[Task] Check every line of the data and copy the ones where "crate" appears.

[Data for the task]
//! The editable square board a search runs on.
//!
//! A [`Board`] is a flat arena of [`CellKind`]s plus the bookkeeping for the
//! single-occupancy Start and End designations. It knows nothing about
//! algorithms; the engine addresses it through flat indices and paints run
//! marks through [`mark`](Board::mark), which refuses to overwrite the
//! endpoint designations.

use crate::cell::CellKind;
use crate::geom::Coord;
use std::fmt;

/// A square grid of cells with tracked Start/End occupants.
///
/// Cells are stored row-major (`row * side + col`). Boards can be built
/// blank with [`new`](Self::new) or parsed from an ASCII layout with
/// [`parse`](Self::parse); [`Display`](fmt::Display) produces the same
/// layout back, which is also handy for debugging dumps.
#[derive(Debug, Clone)]
#[cfg_attr(feature = "serde", derive(serde::Serialize, serde::Deserialize))]
pub struct Board {
    side: usize,
    cells: Vec<CellKind>,
    start: Option<Coord>,
    end: Option<Coord>,
}

impl Board {
    /// Create a blank `side` × `side` board.
    pub fn new(side: usize) -> Self {
        Self {
            side,
            cells: vec![CellKind::Blank; side * side],
            start: None,
            end: None,
        }
    }

    /// Parse a board from an ASCII layout.
    ///
    /// One line per row, one glyph per cell (see [`CellKind::glyph`]).
    /// The layout must be square and contain at most one `S` and one `E`.
    /// Leading/trailing whitespace is trimmed from the whole string but
    /// not from individual lines.
    pub fn parse(s: &str) -> Result<Self, BoardError> {
        let s = s.trim();
        let lines: Vec<&str> = if s.is_empty() {
            Vec::new()
        } else {
            s.lines().collect()
        };
        let rows = lines.len();
        let cols = lines.first().map_or(0, |l| l.chars().count());
        for (line, l) in lines.iter().enumerate() {
            if l.chars().count() != cols {
                return Err(BoardError::Ragged { line });
            }
        }
        if rows != cols {
            return Err(BoardError::NotSquare { rows, cols });
        }

        let side = rows;
        let mut board = Self::new(side);
        for (row, line) in lines.iter().enumerate() {
            for (col, ch) in line.chars().enumerate() {
                let coord = Coord::new(row as i32, col as i32);
                let kind = CellKind::from_glyph(ch)
                    .ok_or(BoardError::UnknownGlyph { ch, coord })?;
                match kind {
                    CellKind::Start => {
                        if board.start.is_some() {
                            return Err(BoardError::DuplicateKind { kind, coord });
                        }
                        board.start = Some(coord);
                    }
                    CellKind::End => {
                        if board.end.is_some() {
                            return Err(BoardError::DuplicateKind { kind, coord });
                        }
                        board.end = Some(coord);
                    }
                    _ => {}
                }
                board.cells[row * side + col] = kind;
            }
        }
        Ok(board)
    }

    /// Side length in cells.
    #[inline]
    pub fn side(&self) -> usize {
        self.side
    }

    /// Total number of cells (`side`²).
    #[inline]
    pub fn cell_count(&self) -> usize {
        self.cells.len()
    }

    /// The full cell arena, row-major.
    #[inline]
    pub fn cells(&self) -> &[CellKind] {
        &self.cells
    }

    /// The current Start cell, if placed.
    #[inline]
    pub fn start(&self) -> Option<Coord> {
        self.start
    }

    /// The current End cell, if placed.
    #[inline]
    pub fn end(&self) -> Option<Coord> {
        self.end
    }

    /// Convert a coordinate to a flat index. Returns `None` if out of bounds.
    #[inline]
    pub fn index_of(&self, c: Coord) -> Option<usize> {
        let side = self.side as i32;
        if c.row < 0 || c.row >= side || c.col < 0 || c.col >= side {
            return None;
        }
        Some(c.row as usize * self.side + c.col as usize)
    }

    /// Convert a flat index back to a coordinate.
    ///
    /// # Panics
    ///
    /// Panics if `idx >= cell_count()`.
    #[inline]
    pub fn coord_of(&self, idx: usize) -> Coord {
        assert!(idx < self.cells.len());
        Coord::new((idx / self.side) as i32, (idx % self.side) as i32)
    }

    /// The kind at a coordinate, or `None` if out of bounds.
    #[inline]
    pub fn at(&self, c: Coord) -> Option<CellKind> {
        self.index_of(c).map(|i| self.cells[i])
    }

    /// The kind at a flat index.
    ///
    /// # Panics
    ///
    /// Panics if `idx >= cell_count()`.
    #[inline]
    pub fn kind(&self, idx: usize) -> CellKind {
        self.cells[idx]
    }

    /// Place a designation at a coordinate.
    ///
    /// Placing `Start` or `End` moves the designation: the previous occupant
    /// cell (if any) reverts to blank. Placing anything over the current
    /// Start or End cell drops that tracking. Run marks are not placeable.
    pub fn place(&mut self, c: Coord, kind: CellKind) -> Result<(), BoardError> {
        let idx = self.index_of(c).ok_or(BoardError::OutOfBounds(c))?;
        if kind.is_run_mark() {
            return Err(BoardError::NotPlaceable(kind));
        }
        // Whatever occupied the target is gone now.
        if self.start == Some(c) {
            self.start = None;
        }
        if self.end == Some(c) {
            self.end = None;
        }
        match kind {
            CellKind::Start => {
                if let Some(old) = self.start.take() {
                    if let Some(old_idx) = self.index_of(old) {
                        self.cells[old_idx] = CellKind::Blank;
                    }
                }
                self.start = Some(c);
            }
            CellKind::End => {
                if let Some(old) = self.end.take() {
                    if let Some(old_idx) = self.index_of(old) {
                        self.cells[old_idx] = CellKind::Blank;
                    }
                }
                self.end = Some(c);
            }
            _ => {}
        }
        self.cells[idx] = kind;
        Ok(())
    }

    /// Revert a cell to blank. Equivalent to placing [`CellKind::Blank`].
    pub fn erase(&mut self, c: Coord) -> Result<(), BoardError> {
        self.place(c, CellKind::Blank)
    }

    /// Paint a run mark at a flat index, preserving Start/End designations.
    ///
    /// Returns whether the cell's kind actually changed, so callers can
    /// collect redraw deltas.
    ///
    /// # Panics
    ///
    /// Panics if `idx >= cell_count()`.
    pub fn mark(&mut self, idx: usize, kind: CellKind) -> bool {
        debug_assert!(kind.is_run_mark());
        let cur = self.cells[idx];
        if cur == CellKind::Start || cur == CellKind::End || cur == kind {
            return false;
        }
        self.cells[idx] = kind;
        true
    }

    /// Revert every run mark to blank, leaving designations alone.
    pub fn reset_marks(&mut self) {
        for cell in &mut self.cells {
            if cell.is_run_mark() {
                *cell = CellKind::Blank;
            }
        }
    }

    /// Wipe the whole board back to blank, dropping Start/End.
    pub fn clear(&mut self) {
        self.cells.fill(CellKind::Blank);
        self.start = None;
        self.end = None;
    }
}

impl fmt::Display for Board {
    fn fmt(&self, f: &mut fmt::Formatter<'_>) -> fmt::Result {
        for row in 0..self.side {
            if row > 0 {
                f.write_str("\n")?;
            }
            for col in 0..self.side {
                write!(f, "{}", self.cells[row * self.side + col].glyph())?;
            }
        }
        Ok(())
    }
}

/// Errors from board edits and layout parsing.
#[derive(Debug, Clone, PartialEq, Eq)]
pub enum BoardError {
    /// A coordinate outside the board was rejected (never clamped).
    OutOfBounds(Coord),
    /// A run mark was passed to a designation edit.
    NotPlaceable(CellKind),
    /// A layout line has a different width than the first.
    Ragged { line: usize },
    /// The layout is rectangular but not square.
    NotSquare { rows: usize, cols: usize },
    /// A layout character maps to no cell kind.
    UnknownGlyph { ch: char, coord: Coord },
    /// A second Start or End in a layout.
    DuplicateKind { kind: CellKind, coord: Coord },
}

impl fmt::Display for BoardError {
    fn fmt(&self, f: &mut fmt::Formatter<'_>) -> fmt::Result {
        match self {
            Self::OutOfBounds(c) => write!(f, "board: coordinate {c} is out of bounds"),
            Self::NotPlaceable(kind) => {
                write!(f, "board: {kind:?} is a run mark, not a placeable designation")
            }
            Self::Ragged { line } => {
                write!(f, "board layout: line {line} has a different width")
            }
            Self::NotSquare { rows, cols } => {
                write!(f, "board layout: {rows} rows by {cols} columns, expected square")
            }
            Self::UnknownGlyph { ch, coord } => {
                write!(f, "board layout: unknown glyph \u{201c}{ch}\u{201d} at {coord}")
            }
            Self::DuplicateKind { kind, coord } => {
                write!(f, "board layout: second {kind:?} at {coord}")
            }
        }
    }
}

impl std::error::Error for BoardError {}


#[cfg(all(test, feature = "serde"))]
mod serde_tests {
    use super::*;

    #[test]
    fn board_round_trip() {
        let board = Board::parse("S.#\n...\n#.E").unwrap();
        let json = serde_json::to_string(&board).unwrap();
        let back: Board = serde_json::from_str(&json).unwrap();
        assert_eq!(back.to_string(), board.to_string());
        assert_eq!(back.start(), board.start());
        assert_eq!(back.end(), board.end());
    }

    #[test]
    fn cell_kind_round_trip() {
        let kind = CellKind::Frontier;
        let json = serde_json::to_string(&kind).unwrap();
        let back: CellKind = serde_json::from_str(&json).unwrap();
        assert_eq!(kind, back);
    }
}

[Answer section]
use crate::cell::CellKind;
use crate::geom::Coord;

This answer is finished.